# Back Tension Explained



## Oxford

*Back Tension Explained*
_by George Ryals_

The word back tension is used often when describing shot execution. Many shooters are mystified with the notion of “back tension.” The general explanation of backtension often feels like it requires a medical degree and a body chart to locate ambiguous muscle groups that must be flexed and pinched at just the right interval while poking at your release trigger. Ultimately, it is a confusing distraction that takes our mind off aiming, and aiming is the most important task that must be completed without distraction to complete the perfect shot. Without perfect aim, perfect form alone will not produce perfect scores. “Back tension” can be simplified to a basic feel. We refer to it as dynamic tension. Dynamic Tension is set up at the beginning of the draw and it continues through the release of the arrow. We feel that it is second only to aiming as the key fundamental part of shooting form that generates accuracy and consistency. The feel that you get with Dynamic Tension is the constant rearward pressure against the bow while you aim.

*What is Dynamic Tension? *

Dynamic Tension is a simple technique. You need to feel a balance between the solid bow arm and the pulling pressure of the release hand. The feeling should be like stretching a band between your bow hand and your release hand. This stretch increases as you commit to the shot. Most pro shooters set up their dynamic tension when they raise the bow to the target. The muscles that you use to draw the bow are the very same muscles that you use to aim the bow, and the back muscles will give you the most stability. As you reach full draw you should pull the bow into the stops and continue to apply mild pressure as you align your peep with the scope and the dot with the X. Once everything is centered and anchored in the center of the target, you will then commit to the shot. Slightly increase the tension against the bow. Begin relaxing the hand through the shot (we will explain relaxing through the shot a little later.) Dynamic Tension reduces the amount of muscle groups involved in the shot. This will diminish muscle tremors that can cause sudden misses, quick shots, and general unsteadiness.
*
Activating the Release by Relaxing Through the Shot*

Whether you are using a triggerless release or one of the models that are trigger activated, the technique is the same with only minor adjustments. The art of activating the release is pretty basic. Essentially what should happen is as you pull against the bow and build dynamic tension between you and the bow, you will allow your index and middle finger to yield or soften against your pulling pressure.

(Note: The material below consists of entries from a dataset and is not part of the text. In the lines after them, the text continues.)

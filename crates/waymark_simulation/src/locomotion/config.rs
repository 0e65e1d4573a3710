//! Параметры locomotion (скорости, длительности)

use bevy::prelude::*;
use serde::{Deserialize, Serialize};

use crate::animation::DEFAULT_TURN_DURATION;
use crate::path::PathParameterization;

/// Параметры движения (resource, общий для player entity)
///
/// Единицы: метры, радианы, секунды. `travel_speed` — доля пути в секунду
/// (0.3 ⇒ любой путь проходится за ~3.33 сек).
#[derive(Resource, Debug, Clone, PartialEq, Reflect, Serialize, Deserialize)]
#[reflect(Resource)]
#[serde(default)]
pub struct LocomotionConfig {
    /// FreeRoam: скорость движения вперёд/назад (m/s)
    pub move_speed: f32,
    /// FreeRoam: скорость поворота (rad/s)
    pub rotate_speed: f32,
    /// TurnAnimation: длительность поворота (секунды)
    pub turn_duration: f32,
    /// PathFollow: прирост progress в секунду
    pub travel_speed: f32,
    /// PathFollow: как progress отображается на кривую
    pub parameterization: PathParameterization,
}

impl Default for LocomotionConfig {
    fn default() -> Self {
        Self {
            move_speed: 5.0,
            rotate_speed: 2.0,
            turn_duration: DEFAULT_TURN_DURATION,
            travel_speed: 0.3,
            parameterization: PathParameterization::Segment,
        }
    }
}

impl LocomotionConfig {
    /// Загружает config из JSON (отсутствующие поля — значения по умолчанию)
    pub fn from_json_str(json: &str) -> Result<Self, serde_json::Error> {
        serde_json::from_str(json)
    }
}
//! Path domain — кривые для PathFollow
//!
//! Содержит:
//! - SplinePath (centripetal Catmull-Rom through-spline)
//! - PathParameterization (segment / arc length)
//! - PathSample, PathError

pub mod spline;

// Tests (separate files with _tests suffix)
#[cfg(test)]
mod spline_tests;

pub use spline::*;
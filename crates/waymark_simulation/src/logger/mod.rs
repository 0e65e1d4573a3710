//! Глобальный logger simulation
//!
//! Printer подменяемый (console по умолчанию, client/тесты могут поставить
//! свой). Сообщения ниже текущего уровня отбрасываются до форматирования.

use once_cell::sync::Lazy;
use std::sync::{Mutex, MutexGuard};

// Потокобезопасный глобальный printer (static, поэтому без Arc)
static LOGGER: Lazy<Mutex<Option<Box<dyn LogPrinter>>>> = Lazy::new(|| Mutex::new(None));

static LOGGER_LEVEL: Lazy<Mutex<LogLevel>> = Lazy::new(|| Mutex::new(LogLevel::Debug));

/// Poisoned mutex не должен ронять simulation из-за логов
fn lock<T>(mutex: &Mutex<T>) -> MutexGuard<'_, T> {
    mutex.lock().unwrap_or_else(|poisoned| poisoned.into_inner())
}

pub fn set_logger(logger: Box<dyn LogPrinter>) {
    *lock(&*LOGGER) = Some(logger);
}

pub fn set_logger_if_needed(logger: Box<dyn LogPrinter>) {
    let mut slot = lock(&*LOGGER);
    if slot.is_none() {
        *slot = Some(logger);
    }
}

pub fn set_log_level(level: LogLevel) {
    *lock(&*LOGGER_LEVEL) = level;
}

pub fn log_level() -> LogLevel {
    *lock(&*LOGGER_LEVEL)
}

#[derive(Debug, Clone, Copy, PartialEq, Eq, PartialOrd, Ord, Hash)]
pub enum LogLevel {
    Debug,
    Info,
    Warning,
    Error,
}

impl LogLevel {
    pub fn as_str(&self) -> &'static str {
        match self {
            LogLevel::Debug => "DEBUG",
            LogLevel::Info => "INFO",
            LogLevel::Warning => "WARNING",
            LogLevel::Error => "ERROR",
        }
    }
}

pub trait LogPrinter: Send + Sync {
    fn log(&self, level: LogLevel, message: &str);
}

pub fn log(message: &str) {
    log_with_level(LogLevel::Debug, message);
}

pub fn log_info(message: &str) {
    log_with_level(LogLevel::Info, message);
}

pub fn log_warning(message: &str) {
    log_with_level(LogLevel::Warning, message);
}

pub fn log_error(message: &str) {
    log_with_level(LogLevel::Error, message);
}

pub fn log_with_level(level: LogLevel, message: &str) {
    if level < log_level() {
        return;
    }

    // Timestamp добавляем здесь, printer получает готовую строку
    if let Some(logger) = lock(&*LOGGER).as_ref() {
        let timestamp = chrono::Local::now().format("%Y-%m-%d %H:%M:%S%.3f");
        logger.log(level, &format!("[{}] {}", timestamp, message));
    }
}

pub struct ConsoleLogger;

impl LogPrinter for ConsoleLogger {
    fn log(&self, level: LogLevel, message: &str) {
        match level {
            LogLevel::Warning | LogLevel::Error => eprintln!("[{}] {}", level.as_str(), message),
            LogLevel::Debug | LogLevel::Info => println!("[{}] {}", level.as_str(), message),
        }
    }
}

pub fn init_logger() {
    set_logger_if_needed(Box::new(ConsoleLogger));
}

#[cfg(test)]
mod tests {
    use super::*;

    #[test]
    fn test_level_ordering() {
        assert!(LogLevel::Debug < LogLevel::Info);
        assert!(LogLevel::Info < LogLevel::Warning);
        assert!(LogLevel::Warning < LogLevel::Error);
    }

    #[test]
    fn test_level_names() {
        assert_eq!(LogLevel::Warning.as_str(), "WARNING");
        assert_eq!(LogLevel::Debug.as_str(), "DEBUG");
    }
}
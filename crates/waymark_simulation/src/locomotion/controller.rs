//! LocomotionController — state machine управляемой entity
//!
//! Режимы (ровно один активен, payload живёт внутри варианта):
//! FreeRoam → (go_to) → TurnAnimation → (поворот закончен) → PathFollow → FreeRoam
//!
//! Порядок в tick (исполняется ровно одна ветка):
//! 1. TurnAnimation — крутим yaw, позиция заморожена
//! 2. PathFollow — двигаемся по сплайну, yaw по tangent
//! 3. FreeRoam — input snapshot → yaw + смещение вдоль heading

use bevy::prelude::*;

use super::config::LocomotionConfig;
use super::events::LocomotionEvent;
use super::yaw::{canonicalize_yaw, yaw_from_direction};
use crate::animation::RotationAnimator;
use crate::input::InputSnapshot;
use crate::path::{PathError, SplinePath};

/// Маршрут, ожидающий окончания поворота
#[derive(Debug, Clone, PartialEq, Reflect)]
pub struct PendingTravel {
    pub path: SplinePath,
    /// camera position − look-target в момент команды (None — камеры нет)
    pub camera_offset: Option<Vec3>,
}

/// Режим движения (tagged variant вместо набора флагов)
#[derive(Debug, Clone, PartialEq, Default, Reflect)]
pub enum LocomotionMode {
    /// Прямое управление с input
    #[default]
    FreeRoam,

    /// Поворот на месте к началу маршрута
    TurnAnimation {
        animator: RotationAnimator,
        /// Позиция, замороженная на время поворота
        anchor: Vec3,
        /// Маршрут, который стартует после поворота (максимум один)
        pending: Option<PendingTravel>,
    },

    /// Движение по сплайну
    PathFollow {
        path: SplinePath,
        /// t ∈ [0,1], не убывает
        progress: f32,
        camera_offset: Option<Vec3>,
    },
}

/// Дискриминант режима (для логов, тестов, UI)
#[derive(Debug, Clone, Copy, PartialEq, Eq, Hash, Reflect)]
pub enum LocomotionModeKind {
    FreeRoam,
    TurnAnimation,
    PathFollow,
}

impl LocomotionModeKind {
    pub fn as_str(&self) -> &'static str {
        match self {
            LocomotionModeKind::FreeRoam => "FreeRoam",
            LocomotionModeKind::TurnAnimation => "TurnAnimation",
            LocomotionModeKind::PathFollow => "PathFollow",
        }
    }
}

/// Результат go_to
#[derive(Debug, Clone, Copy, PartialEq)]
pub enum GoToOutcome {
    /// Одна точка — мгновенный перенос
    Teleported { position: Vec3 },
    /// Поворот запущен, маршрут в PendingTravel
    TravelQueued { start: Vec3, target_yaw: f32 },
}

impl GoToOutcome {
    pub fn as_event(&self) -> LocomotionEvent {
        match *self {
            GoToOutcome::Teleported { position } => LocomotionEvent::Teleported { position },
            GoToOutcome::TravelQueued { start, target_yaw } => {
                LocomotionEvent::TravelQueued { start, target_yaw }
            }
        }
    }
}

/// Результат одного tick
#[derive(Debug, Clone, PartialEq, Default)]
pub struct TickReport {
    /// Изменение Position за этот tick
    pub displacement: Vec3,
    /// Переход состояния, если случился
    pub event: Option<LocomotionEvent>,
}

/// State machine движения
///
/// Владеет Position и Yaw. Единственный писатель Position.
#[derive(Component, Debug, Clone, PartialEq, Reflect)]
#[reflect(Component)]
pub struct LocomotionController {
    position: Vec3,
    /// [0, 2π), yaw = 0 смотрит в −Z
    yaw: f32,
    mode: LocomotionMode,
    /// Смещение последнего tick (CameraRig двигает камеру во FreeRoam)
    last_displacement: Vec3,
    /// Offset chase-камеры пути, завершившегося в последнем tick
    finished_camera_offset: Option<Vec3>,
}

impl Default for LocomotionController {
    fn default() -> Self {
        Self::new(Vec3::ZERO, 0.0)
    }
}

impl LocomotionController {
    pub fn new(position: Vec3, yaw: f32) -> Self {
        Self {
            position,
            yaw: canonicalize_yaw(yaw),
            mode: LocomotionMode::FreeRoam,
            last_displacement: Vec3::ZERO,
            finished_camera_offset: None,
        }
    }

    pub fn position(&self) -> Vec3 {
        self.position
    }

    pub fn yaw(&self) -> f32 {
        self.yaw
    }

    pub fn mode(&self) -> &LocomotionMode {
        &self.mode
    }

    pub fn mode_kind(&self) -> LocomotionModeKind {
        match self.mode {
            LocomotionMode::FreeRoam => LocomotionModeKind::FreeRoam,
            LocomotionMode::TurnAnimation { .. } => LocomotionModeKind::TurnAnimation,
            LocomotionMode::PathFollow { .. } => LocomotionModeKind::PathFollow,
        }
    }

    pub fn last_displacement(&self) -> Vec3 {
        self.last_displacement
    }

    /// Offset камеры пути, который закончился в последнем tick
    ///
    /// Режим к этому моменту уже FreeRoam, но камера на завершающем tick
    /// ещё ставится в `position + offset`.
    pub fn finished_camera_offset(&self) -> Option<Vec3> {
        self.finished_camera_offset
    }

    /// Маршрут, ожидающий окончания поворота
    pub fn pending_travel(&self) -> Option<&PendingTravel> {
        match &self.mode {
            LocomotionMode::TurnAnimation { pending, .. } => pending.as_ref(),
            _ => None,
        }
    }

    /// Progress по текущему пути (только PathFollow)
    pub fn travel_progress(&self) -> Option<f32> {
        match self.mode {
            LocomotionMode::PathFollow { progress, .. } => Some(progress),
            _ => None,
        }
    }

    /// Зафиксированный offset камеры (только PathFollow)
    pub fn camera_offset(&self) -> Option<Vec3> {
        match self.mode {
            LocomotionMode::PathFollow { camera_offset, .. } => camera_offset,
            _ => None,
        }
    }

    /// Запуск движения по waypoints
    ///
    /// - 0 точек → ошибка, состояние не меняется
    /// - 1 точка → teleport (yaw не трогаем, режим FreeRoam)
    /// - ≥2 точки → SplinePath от текущей позиции, позиция сразу на старт
    ///   пути, поворот к первому сегменту, маршрут в PendingTravel
    ///
    /// Любой активный поворот/путь отбрасывается.
    pub fn go_to(
        &mut self,
        waypoints: &[Vec3],
        camera_offset: Option<Vec3>,
        config: &LocomotionConfig,
    ) -> Result<GoToOutcome, PathError> {
        match waypoints {
            [] => Err(PathError::TooFewPoints(0)),
            [point] => {
                if !point.is_finite() {
                    return Err(PathError::NonFinitePoint { index: 0, point: *point });
                }
                self.position = *point;
                self.mode = LocomotionMode::FreeRoam;
                Ok(GoToOutcome::Teleported { position: *point })
            }
            _ => {
                let path = SplinePath::from_current_position(self.position, waypoints)?;
                let points = path.control_points();
                let target_yaw = yaw_from_direction(points[1] - points[0])
                    .map(canonicalize_yaw)
                    .unwrap_or(self.yaw);

                let mut animator = RotationAnimator::new(config.turn_duration);
                animator.start(self.yaw, target_yaw);

                let start = path.start();
                self.position = start;
                self.mode = LocomotionMode::TurnAnimation {
                    animator,
                    anchor: start,
                    pending: Some(PendingTravel { path, camera_offset }),
                };

                Ok(GoToOutcome::TravelQueued { start, target_yaw })
            }
        }
    }

    /// Один шаг state machine
    pub fn tick(&mut self, dt: f32, input: &InputSnapshot, config: &LocomotionConfig) -> TickReport {
        let dt = if dt.is_finite() { dt.max(0.0) } else { 0.0 };
        let before = self.position;
        let mut next_mode = None;
        let mut event = None;
        self.finished_camera_offset = None;

        match &mut self.mode {
            LocomotionMode::TurnAnimation { animator, anchor, pending } => {
                let angle = animator.advance(dt);
                self.position = *anchor;
                self.yaw = canonicalize_yaw(angle);

                if animator.is_done() {
                    let travel = pending.take();
                    event = Some(LocomotionEvent::TurnFinished {
                        yaw: self.yaw,
                        travel_started: travel.is_some(),
                    });
                    next_mode = Some(match travel {
                        Some(PendingTravel { path, camera_offset }) => LocomotionMode::PathFollow {
                            path,
                            progress: 0.0,
                            camera_offset,
                        },
                        None => LocomotionMode::FreeRoam,
                    });
                }
            }

            LocomotionMode::PathFollow {
                path,
                progress,
                camera_offset,
            } => {
                *progress = (*progress + config.travel_speed * dt).min(1.0);
                let sample = path.sample(*progress, config.parameterization);
                self.position = sample.position;

                // Нулевой tangent — оставляем предыдущий yaw
                if let Some(yaw) = sample.tangent.and_then(yaw_from_direction) {
                    self.yaw = canonicalize_yaw(yaw);
                }

                if *progress >= 1.0 {
                    event = Some(LocomotionEvent::TravelFinished {
                        position: self.position,
                        yaw: self.yaw,
                    });
                    self.finished_camera_offset = *camera_offset;
                    next_mode = Some(LocomotionMode::FreeRoam);
                }
            }

            LocomotionMode::FreeRoam => {
                // Противоположные направления просто суммируются
                let step = config.move_speed * dt;
                let mut forward = 0.0;
                if input.up {
                    forward -= step;
                }
                if input.down {
                    forward += step;
                }

                let turn = config.rotate_speed * dt;
                let mut yaw = self.yaw;
                if input.left {
                    yaw += turn;
                }
                if input.right {
                    yaw -= turn;
                }
                self.yaw = canonicalize_yaw(yaw);

                self.position += Vec3::new(self.yaw.sin() * forward, 0.0, self.yaw.cos() * forward);
            }
        }

        if let Some(mode) = next_mode {
            self.mode = mode;
        }

        self.last_displacement = self.position - before;

        TickReport {
            displacement: self.last_displacement,
            event,
        }
    }
}
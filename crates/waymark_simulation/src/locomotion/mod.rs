//! Locomotion domain — state machine управляемой entity
//!
//! Содержит:
//! - LocomotionController (Position, Yaw, LocomotionMode)
//! - LocomotionConfig (скорости, длительность поворота)
//! - LocomotionEvent / FrameOutput (events для UI, логов и render sink)
//! - yaw helpers (canonicalize, shortest arc, heading из направления)
//! - systems: tick_locomotion, publish_frame, log_locomotion_events

pub mod config;
pub mod controller;
pub mod events;
pub mod systems;
pub mod yaw;


// Re-export all components and events
pub use config::*;
pub use controller::*;
pub use events::*;
pub use systems::*;
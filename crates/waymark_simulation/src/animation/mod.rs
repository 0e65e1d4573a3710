//! Animation domain — time-based интерполяция ориентации

pub mod rotation;

pub use rotation::*;
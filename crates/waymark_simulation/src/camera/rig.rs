//! CameraRig — камера, привязанная к LocomotionController
//!
//! Правила по режиму:
//! - FreeRoam: look-target = Position, камера сдвигается на смещение entity
//!   (дальше pose согласует внешний free-look контроллер через `set_position`)
//! - TurnAnimation: look-target прибит к замороженной позиции
//! - PathFollow: position = Position + offset, look-target = Position
//!   (жёсткая chase-камера, offset не пересчитывается до конца пути,
//!   включая tick, на котором путь завершился)

use bevy::prelude::*;
use serde::{Deserialize, Serialize};

use crate::locomotion::{CameraPose, LocomotionController, LocomotionMode};
use crate::player::Player;

/// Параметры rig
#[derive(Debug, Clone, Copy, PartialEq, Reflect, Serialize, Deserialize)]
#[serde(default)]
pub struct CameraRigConfig {
    /// FreeRoam: камера не опускается ниже этой высоты
    pub min_height: f32,
}

impl Default for CameraRigConfig {
    fn default() -> Self {
        Self { min_height: 2.0 }
    }
}

/// Pose камеры, следящей за player entity
#[derive(Component, Debug, Clone, Copy, PartialEq, Reflect)]
#[reflect(Component)]
pub struct CameraRig {
    position: Vec3,
    look_target: Vec3,
    pub config: CameraRigConfig,
}

impl CameraRig {
    pub fn new(position: Vec3, look_target: Vec3) -> Self {
        Self {
            position,
            look_target,
            config: CameraRigConfig::default(),
        }
    }

    pub fn with_config(mut self, config: CameraRigConfig) -> Self {
        self.config = config;
        self
    }

    pub fn position(&self) -> Vec3 {
        self.position
    }

    pub fn look_target(&self) -> Vec3 {
        self.look_target
    }

    /// camera position − look-target
    pub fn offset(&self) -> Vec3 {
        self.position - self.look_target
    }

    pub fn pose(&self) -> CameraPose {
        CameraPose {
            position: self.position,
            look_target: self.look_target,
        }
    }

    /// Внешний free-look контроллер (orbit) согласует свою позицию
    pub fn set_position(&mut self, position: Vec3) {
        self.position = position;
    }

    /// Teleport: переносим камеру вместе с target, offset сохраняется
    pub fn snap_to(&mut self, target: Vec3) {
        let offset = self.offset();
        self.look_target = target;
        self.position = target + offset;
    }

    /// Tick rig после tick LocomotionController (тот же кадр)
    pub fn follow(&mut self, controller: &LocomotionController) {
        let position = controller.position();

        match controller.mode() {
            LocomotionMode::FreeRoam => {
                // Путь закончился в этом tick: последний кадр chase-камеры
                if let Some(offset) = controller.finished_camera_offset() {
                    self.position = position + offset;
                    self.look_target = position;
                    return;
                }

                let displacement = controller.last_displacement();
                self.position.x += displacement.x;
                self.position.z += displacement.z;
                if self.position.y < self.config.min_height {
                    self.position.y = self.config.min_height;
                }
                self.look_target = position;
            }
            LocomotionMode::TurnAnimation { anchor, .. } => {
                self.look_target = *anchor;
            }
            LocomotionMode::PathFollow { camera_offset, .. } => {
                if let Some(offset) = camera_offset {
                    self.position = position + *offset;
                }
                self.look_target = position;
            }
        }
    }
}

/// Система: CameraRig следует за player после tick_locomotion
pub fn follow_player_with_camera(
    players: Query<&LocomotionController, With<Player>>,
    mut rigs: Query<&mut CameraRig>,
) {
    let Ok(controller) = players.single() else {
        return;
    };

    for mut rig in rigs.iter_mut() {
        rig.follow(controller);
    }
}
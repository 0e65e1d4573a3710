//! Тесты детерминизма
//!
//! Одинаковый seed для случайного input → идентичное состояние мира

use bevy::prelude::*;
use rand::{Rng, SeedableRng};
use rand_chacha::ChaCha8Rng;
use waymark_simulation::{
    create_headless_app, run_fixed_tick, spawn_camera_rig, spawn_player, world_snapshot, CameraRig,
    GoToLocation, LocomotionController, LogicalDirection, SimulationPlugin, VirtualPad,
    WaypointTable,
};

const LOCATIONS: [&str; 4] = ["hospital", "library", "convenience_store", "airport"];

#[test]
fn test_determinism_same_seed() {
    const SEED: u64 = 12345;
    const TICK_COUNT: usize = 1000;

    let snapshot1 = run_simulation(SEED, TICK_COUNT);
    let snapshot2 = run_simulation(SEED, TICK_COUNT);

    assert_eq!(
        snapshot1, snapshot2,
        "Симуляция с одинаковым seed ({}) дала разные результаты!",
        SEED
    );
}

#[test]
fn test_determinism_multiple_runs() {
    const SEED: u64 = 42;
    const TICK_COUNT: usize = 600;

    let snapshots: Vec<_> = (0..3).map(|_| run_simulation(SEED, TICK_COUNT)).collect();

    for (i, snapshot) in snapshots.iter().enumerate().skip(1) {
        assert_eq!(
            snapshots[0], *snapshot,
            "Прогон {} дал результат отличный от прогона 0",
            i
        );
    }
}

#[test]
fn test_yaw_stays_canonical_under_random_input() {
    let mut app = build_app();
    let mut rng = ChaCha8Rng::seed_from_u64(7);

    for _ in 0..2000 {
        drive_random_input(&mut app, &mut rng);
        run_fixed_tick(&mut app);

        let world = app.world_mut();
        let mut query = world.query::<&LocomotionController>();
        for controller in query.iter(world) {
            let yaw = controller.yaw();
            assert!((0.0..std::f32::consts::TAU).contains(&yaw), "yaw {}", yaw);
            assert!(controller.position().is_finite());
        }
    }
}

fn build_app() -> App {
    let mut app = create_headless_app();
    app.insert_resource(WaypointTable::sample())
        .add_plugins(SimulationPlugin);

    spawn_player(&mut app.world_mut().commands(), Vec3::new(0.0, 0.5, 0.0));
    spawn_camera_rig(
        &mut app.world_mut().commands(),
        Vec3::new(10.0, 10.0, 15.0),
        Vec3::new(0.0, 0.5, 0.0),
    );
    app.world_mut().flush();

    app
}

/// Случайные нажатия on-screen стрелок + редкие go_to
fn drive_random_input(app: &mut App, rng: &mut ChaCha8Rng) {
    let world = app.world_mut();

    {
        let mut pad = world.resource_mut::<VirtualPad>();
        for direction in LogicalDirection::ALL {
            if rng.gen_bool(0.5) {
                pad.press(direction);
            } else {
                pad.release(direction);
            }
        }
    }

    if rng.gen_ratio(1, 90) {
        let location = LOCATIONS[rng.gen_range(0..LOCATIONS.len())];
        world.send_event(GoToLocation::new(location));
    }
}

/// Запускает симуляцию и возвращает snapshot мира
fn run_simulation(seed: u64, tick_count: usize) -> Vec<u8> {
    let mut app = build_app();
    let mut rng = ChaCha8Rng::seed_from_u64(seed);

    for _ in 0..tick_count {
        drive_random_input(&mut app, &mut rng);
        run_fixed_tick(&mut app);
    }

    let world = app.world_mut();
    let mut snapshot = world_snapshot::<LocomotionController>(world);
    snapshot.extend(world_snapshot::<CameraRig>(world));
    snapshot
}
use std::cell::RefCell;
use std::rc::Rc;

use sticker_core::config::Config;
use sticker_core::drag::EntryBox;
use sticker_core::{
  CellCoord,
  Coordinator,
  EntryId
};
use yew::{
  Callback,
  Html,
  UseForceUpdateHandle,
  function_component,
  html,
  use_force_update,
  use_mut_ref
};

use crate::components::{
  ChartActions,
  ChartForm,
  ChartGrid,
  ChartPreview,
  TaskEditor
};
use crate::storage::LocalStorageStore;

type Chart = Coordinator<LocalStorageStore>;

fn open_chart() -> Chart {
  let key = Config::defaults().storage_key();
  tracing::info!(%key, "opening chart from local storage");
  Coordinator::load(LocalStorageStore::new(key))
}

/// Wraps a chart operation as a callback
/// that re-renders once it has run.
fn mutate<IN, F>(
  chart: &Rc<RefCell<Chart>>,
  refresh: &UseForceUpdateHandle,
  op: F
) -> Callback<IN>
where
  IN: 'static,
  F: Fn(&mut Chart, IN) + 'static
{
  let chart = chart.clone();
  let refresh = refresh.clone();
  Callback::from(move |input: IN| {
    op(&mut *chart.borrow_mut(), input);
    refresh.force_update();
  })
}

fn print_chart() {
  match web_sys::window() {
    | Some(window) => {
      if let Err(error) = window.print() {
        tracing::warn!(
          ?error,
          "print request failed"
        );
      }
    }
    | None => {
      tracing::warn!(
        "no window to print from"
      )
    }
  }
}

#[function_component(App)]
pub fn app() -> Html {
  let chart = use_mut_ref(open_chart);
  let refresh = use_force_update();

  let (state, view) = {
    let chart = chart.borrow();
    (chart.state().clone(), chart.view().clone())
  };

  let on_child_name =
    mutate(&chart, &refresh, |c, v: String| {
      c.set_child_name(&v)
    });
  let on_goal =
    mutate(&chart, &refresh, |c, v: String| {
      c.set_goal(&v)
    });
  let on_sticker_symbol =
    mutate(&chart, &refresh, |c, v: String| {
      c.set_sticker_symbol(&v)
    });
  let on_sticker_color =
    mutate(&chart, &refresh, |c, v: String| {
      c.set_sticker_color(&v)
    });
  let on_rows =
    mutate(&chart, &refresh, |c, v: String| {
      c.set_rows(&v);
    });
  let on_columns =
    mutate(&chart, &refresh, |c, v: String| {
      c.set_columns(&v);
    });

  let on_add = mutate(&chart, &refresh, |c, ()| {
    c.add_task();
  });
  let on_edit = mutate(
    &chart,
    &refresh,
    |c, (id, text): (EntryId, String)| {
      c.edit_task(id, &text)
    }
  );
  let on_remove =
    mutate(&chart, &refresh, |c, id: EntryId| {
      c.remove_task(id)
    });
  let on_commit =
    mutate(&chart, &refresh, |c, ()| {
      c.commit_tasks()
    });

  let on_press = mutate(
    &chart,
    &refresh,
    |c, (id, y): (EntryId, f64)| {
      c.press_handle(id, y)
    }
  );
  let on_release =
    mutate(&chart, &refresh, |c, id: EntryId| {
      c.release_handle(id)
    });
  let on_leave = mutate(
    &chart,
    &refresh,
    |c, (id, held): (EntryId, bool)| {
      c.handle_left(id, held)
    }
  );
  let on_move = mutate(
    &chart,
    &refresh,
    |c, (y, boxes): (f64, Vec<EntryBox>)| {
      c.pointer_moved(y, &boxes);
    }
  );
  let on_finish =
    mutate(&chart, &refresh, |c, ()| {
      c.end_drag();
    });

  let on_toggle = mutate(
    &chart,
    &refresh,
    |c, coord: CellCoord| {
      c.toggle_sticker(coord);
    }
  );
  let on_clear =
    mutate(&chart, &refresh, |c, ()| {
      c.clear_stickers()
    });
  let on_print =
    Callback::from(|()| print_chart());

  html! {
      <main class="app-layout">
          <aside class="controls">
              <h1>{ "Sticker Chart" }</h1>
              <ChartForm
                  child_name={state.child_name.clone()}
                  goal={state.goal.clone()}
                  sticker_symbol={state.sticker_symbol.clone()}
                  sticker_color={state.sticker_color.clone()}
                  rows={state.rows}
                  columns={state.columns}
                  {on_child_name}
                  {on_goal}
                  {on_sticker_symbol}
                  {on_sticker_color}
                  {on_rows}
                  {on_columns}
              />
              <TaskEditor
                  entries={view.editor.clone()}
                  {on_add}
                  {on_edit}
                  {on_remove}
                  {on_commit}
                  {on_press}
                  {on_release}
                  {on_leave}
                  {on_move}
                  {on_finish}
              />
          </aside>
          <section class="panel chart">
              <ChartPreview preview={view.preview.clone()} />
              <ChartGrid
                  labels={view.labels.clone()}
                  grid={view.grid.clone()}
                  {on_toggle}
              />
              <ChartActions
                  filled={view.grid.filled()}
                  {on_print}
                  {on_clear}
              />
          </section>
      </main>
  }
}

If you are shooting a Triggerless release, that yield of pressure causes the release to rotate just enough to cause it to fire giving you a complete surprise release. If you are shooting a Thumb button release, you will start with a heavier than normal trigger tension. Wrap your thumb or finger over the trigger and apply a tiny amount of pressure to it. As you pull and allow your index finger to yield to the pressure, the tension transfers to the button or trigger. This slight transfer of pressure as you relax your hand through the shot will cause a nice smooth surprise release. Ultimately you are striving for a surprise release. You do not want to be concerned when it is going to fire. A perfect shot would seem something like this: You draw the bow and squeeze into the stops.You align the peep and scope and bring the target into view. You will give it a half a beat to begin its normal motion in the center of the target (depending on experience this will be a little wobbly or very steady. Practice and conditioning will improve your hold over time.) Your sight is as steady as it ever gets and you commit to the shot. Allow your Dynamic tension to build on your release fingers through pulling into the stops. The tip of your elbow is in perfect line with the dot in your scope and it is pulling straight away. To activate the shot your index finger softens on the release and allows the handle to pivot slightly (there is very little perceivable motion here, but you can feel it) and POOF! The shot is released. You hold the form for about 3 beats for follow through and you are ready to reset. You have just shot a perfect arrow. You can adjust the speed of your release to get the proper feel and timing.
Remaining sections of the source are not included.